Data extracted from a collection
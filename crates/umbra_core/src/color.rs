//! Linear RGB colors.
//!
//! Colors are plain `DVec3`s: non-negative per channel, unclamped, and summed
//! additively until the resolve step tone-maps them.

use glam::DVec3;

/// Color type alias (linear RGB, typically 0-1 but unbounded above)
pub type Color = DVec3;

pub const WHITE: Color = DVec3::ONE;

/// Near-black that still reflects a trace of light.
pub const BLACK: Color = DVec3::splat(0.001);

/// Perceived brightness (Rec. 601 luma weights).
#[inline]
pub fn brightness(color: Color) -> f64 {
    0.299 * color.x + 0.587 * color.y + 0.114 * color.z
}

/// Color from a 0xRRGGBB literal.
pub fn hex(rgb: u32) -> Color {
    let channel = |shift: u32| ((rgb >> shift) & 0xff) as f64 / 255.0;
    DVec3::new(channel(16), channel(8), channel(0))
}

#[cfg(test)]
mod tests {
    use super::*;

    #[test]
    fn test_brightness_of_white() {
        assert!((brightness(WHITE) - 1.0).abs() < 1e-12);
        assert_eq!(brightness(Color::ZERO), 0.0);
    }

    #[test]
    fn test_hex() {
        let c = hex(0xff8000);
        assert!((c.x - 1.0).abs() < 1e-12);
        assert!((c.y - 128.0 / 255.0).abs() < 1e-12);
        assert_eq!(c.z, 0.0);
    }
}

§ **Problem to work on**: Your reply should hold every line from the data that contains "const", copied in full.

§ **Final answer**:
pub const WHITE: Color = DVec3::ONE;
pub const BLACK: Color = DVec3::splat(0.001);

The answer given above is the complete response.